-- Exercise input follows --

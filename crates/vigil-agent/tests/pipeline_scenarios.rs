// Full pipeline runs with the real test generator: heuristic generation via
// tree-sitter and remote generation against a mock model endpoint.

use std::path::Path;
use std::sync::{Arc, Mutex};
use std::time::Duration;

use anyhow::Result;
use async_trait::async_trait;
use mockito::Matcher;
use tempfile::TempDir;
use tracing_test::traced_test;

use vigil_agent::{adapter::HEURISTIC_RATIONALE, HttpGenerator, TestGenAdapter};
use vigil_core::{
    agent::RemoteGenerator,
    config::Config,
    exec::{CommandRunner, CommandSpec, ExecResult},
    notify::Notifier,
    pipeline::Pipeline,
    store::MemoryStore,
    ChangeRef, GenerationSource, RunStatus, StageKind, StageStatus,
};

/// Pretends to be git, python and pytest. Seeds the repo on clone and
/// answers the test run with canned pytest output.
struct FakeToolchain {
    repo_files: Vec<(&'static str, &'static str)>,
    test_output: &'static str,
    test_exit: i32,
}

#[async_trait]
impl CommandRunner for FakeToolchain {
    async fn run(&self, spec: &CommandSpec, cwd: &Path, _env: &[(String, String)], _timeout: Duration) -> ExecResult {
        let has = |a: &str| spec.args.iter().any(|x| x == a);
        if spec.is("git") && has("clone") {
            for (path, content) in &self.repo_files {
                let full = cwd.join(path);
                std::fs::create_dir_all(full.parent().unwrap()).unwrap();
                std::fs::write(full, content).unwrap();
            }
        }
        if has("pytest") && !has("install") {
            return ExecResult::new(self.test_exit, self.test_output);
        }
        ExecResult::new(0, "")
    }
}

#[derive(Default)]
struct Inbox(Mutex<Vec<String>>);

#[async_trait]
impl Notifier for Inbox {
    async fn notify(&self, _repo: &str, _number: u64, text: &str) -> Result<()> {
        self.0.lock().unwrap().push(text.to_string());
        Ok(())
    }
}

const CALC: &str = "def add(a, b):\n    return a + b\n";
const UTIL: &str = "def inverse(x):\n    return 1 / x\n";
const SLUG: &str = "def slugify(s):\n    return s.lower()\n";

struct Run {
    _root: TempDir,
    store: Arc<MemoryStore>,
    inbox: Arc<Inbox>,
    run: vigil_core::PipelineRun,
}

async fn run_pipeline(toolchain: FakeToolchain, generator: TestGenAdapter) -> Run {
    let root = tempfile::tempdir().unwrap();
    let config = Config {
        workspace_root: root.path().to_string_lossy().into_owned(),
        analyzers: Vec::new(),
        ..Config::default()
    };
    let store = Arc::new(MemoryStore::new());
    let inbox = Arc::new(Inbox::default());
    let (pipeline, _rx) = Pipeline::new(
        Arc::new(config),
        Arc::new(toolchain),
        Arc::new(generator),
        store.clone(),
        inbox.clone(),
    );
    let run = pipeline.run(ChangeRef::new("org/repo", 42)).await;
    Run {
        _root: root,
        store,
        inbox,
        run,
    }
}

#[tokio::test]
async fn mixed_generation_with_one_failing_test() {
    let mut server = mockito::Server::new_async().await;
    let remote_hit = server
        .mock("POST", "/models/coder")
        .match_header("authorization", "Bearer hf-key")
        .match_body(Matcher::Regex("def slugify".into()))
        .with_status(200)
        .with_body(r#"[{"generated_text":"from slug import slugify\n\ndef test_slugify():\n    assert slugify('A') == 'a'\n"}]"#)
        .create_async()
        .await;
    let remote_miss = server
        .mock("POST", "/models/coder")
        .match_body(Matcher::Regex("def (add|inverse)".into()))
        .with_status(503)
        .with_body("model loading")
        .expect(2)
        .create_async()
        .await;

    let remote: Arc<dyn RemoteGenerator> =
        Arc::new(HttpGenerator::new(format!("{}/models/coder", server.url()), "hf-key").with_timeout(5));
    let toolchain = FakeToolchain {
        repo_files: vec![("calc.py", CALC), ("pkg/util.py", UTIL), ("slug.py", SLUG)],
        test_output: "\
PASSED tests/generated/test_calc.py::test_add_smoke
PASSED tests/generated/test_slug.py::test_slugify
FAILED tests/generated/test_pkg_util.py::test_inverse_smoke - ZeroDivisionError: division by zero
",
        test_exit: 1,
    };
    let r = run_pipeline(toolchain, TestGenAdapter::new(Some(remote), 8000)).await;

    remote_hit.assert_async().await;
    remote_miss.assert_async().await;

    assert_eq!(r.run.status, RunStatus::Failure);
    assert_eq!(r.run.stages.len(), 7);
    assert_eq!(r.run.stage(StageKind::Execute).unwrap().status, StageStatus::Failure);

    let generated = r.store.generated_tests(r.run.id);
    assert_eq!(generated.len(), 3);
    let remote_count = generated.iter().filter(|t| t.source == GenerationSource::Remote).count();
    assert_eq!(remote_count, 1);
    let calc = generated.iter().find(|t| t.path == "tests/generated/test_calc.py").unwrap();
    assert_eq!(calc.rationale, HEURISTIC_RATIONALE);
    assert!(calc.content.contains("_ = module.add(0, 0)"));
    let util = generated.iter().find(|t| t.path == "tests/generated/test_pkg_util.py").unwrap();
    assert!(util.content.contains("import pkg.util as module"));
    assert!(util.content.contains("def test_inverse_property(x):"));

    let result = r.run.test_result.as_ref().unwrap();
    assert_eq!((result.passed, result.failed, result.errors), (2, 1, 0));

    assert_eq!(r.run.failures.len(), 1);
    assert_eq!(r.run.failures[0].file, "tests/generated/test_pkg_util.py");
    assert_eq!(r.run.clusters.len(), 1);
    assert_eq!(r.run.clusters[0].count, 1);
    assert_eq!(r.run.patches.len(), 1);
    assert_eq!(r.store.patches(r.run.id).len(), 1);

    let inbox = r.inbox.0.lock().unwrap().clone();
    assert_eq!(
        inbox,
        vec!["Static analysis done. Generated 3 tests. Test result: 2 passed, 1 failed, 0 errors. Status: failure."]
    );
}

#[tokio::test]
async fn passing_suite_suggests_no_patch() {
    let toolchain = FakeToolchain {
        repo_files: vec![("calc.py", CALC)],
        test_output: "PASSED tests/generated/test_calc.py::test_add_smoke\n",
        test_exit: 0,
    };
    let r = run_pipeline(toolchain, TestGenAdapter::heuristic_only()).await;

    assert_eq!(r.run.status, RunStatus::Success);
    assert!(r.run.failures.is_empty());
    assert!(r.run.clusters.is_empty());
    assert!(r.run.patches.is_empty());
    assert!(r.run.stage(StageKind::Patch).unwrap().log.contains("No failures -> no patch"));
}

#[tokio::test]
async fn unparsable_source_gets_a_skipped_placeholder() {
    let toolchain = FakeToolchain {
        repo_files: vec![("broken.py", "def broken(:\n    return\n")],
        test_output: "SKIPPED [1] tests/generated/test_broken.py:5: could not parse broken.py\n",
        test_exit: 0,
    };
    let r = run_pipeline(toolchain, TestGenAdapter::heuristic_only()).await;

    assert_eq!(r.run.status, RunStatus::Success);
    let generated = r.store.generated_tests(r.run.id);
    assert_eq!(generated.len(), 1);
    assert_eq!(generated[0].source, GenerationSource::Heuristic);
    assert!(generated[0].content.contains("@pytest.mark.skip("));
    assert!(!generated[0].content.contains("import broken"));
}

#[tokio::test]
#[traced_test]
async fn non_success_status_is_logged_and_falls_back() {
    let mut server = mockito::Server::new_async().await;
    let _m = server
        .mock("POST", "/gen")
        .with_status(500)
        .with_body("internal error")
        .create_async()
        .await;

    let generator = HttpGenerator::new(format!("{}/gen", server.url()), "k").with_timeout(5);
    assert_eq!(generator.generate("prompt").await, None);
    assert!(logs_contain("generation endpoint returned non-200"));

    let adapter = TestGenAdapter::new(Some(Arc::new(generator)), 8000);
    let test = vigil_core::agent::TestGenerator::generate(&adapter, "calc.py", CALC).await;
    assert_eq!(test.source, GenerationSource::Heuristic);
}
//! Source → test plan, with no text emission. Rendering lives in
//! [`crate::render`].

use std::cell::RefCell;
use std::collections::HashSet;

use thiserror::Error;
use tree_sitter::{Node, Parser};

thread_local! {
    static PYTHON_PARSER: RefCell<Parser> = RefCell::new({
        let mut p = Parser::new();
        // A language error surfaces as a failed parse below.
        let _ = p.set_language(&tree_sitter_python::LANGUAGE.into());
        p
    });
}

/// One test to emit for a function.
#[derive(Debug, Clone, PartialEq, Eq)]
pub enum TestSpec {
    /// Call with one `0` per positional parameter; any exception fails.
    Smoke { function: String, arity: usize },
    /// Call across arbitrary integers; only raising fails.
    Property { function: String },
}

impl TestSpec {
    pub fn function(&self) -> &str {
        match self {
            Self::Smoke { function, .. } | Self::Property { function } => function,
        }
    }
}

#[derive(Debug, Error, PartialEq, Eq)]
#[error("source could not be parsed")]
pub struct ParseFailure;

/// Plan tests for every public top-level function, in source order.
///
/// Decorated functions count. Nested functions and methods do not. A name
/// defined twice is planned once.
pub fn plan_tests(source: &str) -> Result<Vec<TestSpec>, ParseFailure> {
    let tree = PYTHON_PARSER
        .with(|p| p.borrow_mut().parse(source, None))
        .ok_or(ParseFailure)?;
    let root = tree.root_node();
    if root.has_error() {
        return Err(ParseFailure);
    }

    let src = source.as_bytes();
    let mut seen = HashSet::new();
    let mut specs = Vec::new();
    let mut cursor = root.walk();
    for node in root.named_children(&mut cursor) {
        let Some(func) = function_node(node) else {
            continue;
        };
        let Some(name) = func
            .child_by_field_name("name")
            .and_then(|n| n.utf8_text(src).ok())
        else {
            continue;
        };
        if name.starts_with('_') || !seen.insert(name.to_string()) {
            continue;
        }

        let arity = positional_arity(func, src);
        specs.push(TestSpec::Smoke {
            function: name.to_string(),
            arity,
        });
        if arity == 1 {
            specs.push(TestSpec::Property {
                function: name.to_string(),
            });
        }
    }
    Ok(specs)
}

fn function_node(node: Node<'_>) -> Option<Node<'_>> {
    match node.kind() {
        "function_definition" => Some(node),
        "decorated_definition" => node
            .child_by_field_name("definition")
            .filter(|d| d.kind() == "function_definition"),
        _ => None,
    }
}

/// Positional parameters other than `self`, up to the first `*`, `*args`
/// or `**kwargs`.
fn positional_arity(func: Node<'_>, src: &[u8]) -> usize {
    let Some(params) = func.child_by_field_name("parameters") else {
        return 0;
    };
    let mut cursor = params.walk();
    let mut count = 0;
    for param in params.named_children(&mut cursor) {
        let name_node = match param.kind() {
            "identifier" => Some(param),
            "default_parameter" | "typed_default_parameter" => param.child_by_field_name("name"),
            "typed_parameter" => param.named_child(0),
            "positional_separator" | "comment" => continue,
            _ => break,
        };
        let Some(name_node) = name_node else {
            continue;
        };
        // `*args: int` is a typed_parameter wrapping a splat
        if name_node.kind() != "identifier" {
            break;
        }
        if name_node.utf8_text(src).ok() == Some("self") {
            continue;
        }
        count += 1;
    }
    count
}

-- Exercise input concluded --

→ What is required: Out of the material above, output word for word the line with "let mut seen = HashSet::new();", the line with "let Some(name) = func", and all lines between them, with nothing else.

→ Solution to this task:
    let mut seen = HashSet::new();
    let mut specs = Vec::new();
    let mut cursor = root.walk();
    for node in root.named_children(&mut cursor) {
        let Some(func) = function_node(node) else {
            continue;
        };
        let Some(name) = func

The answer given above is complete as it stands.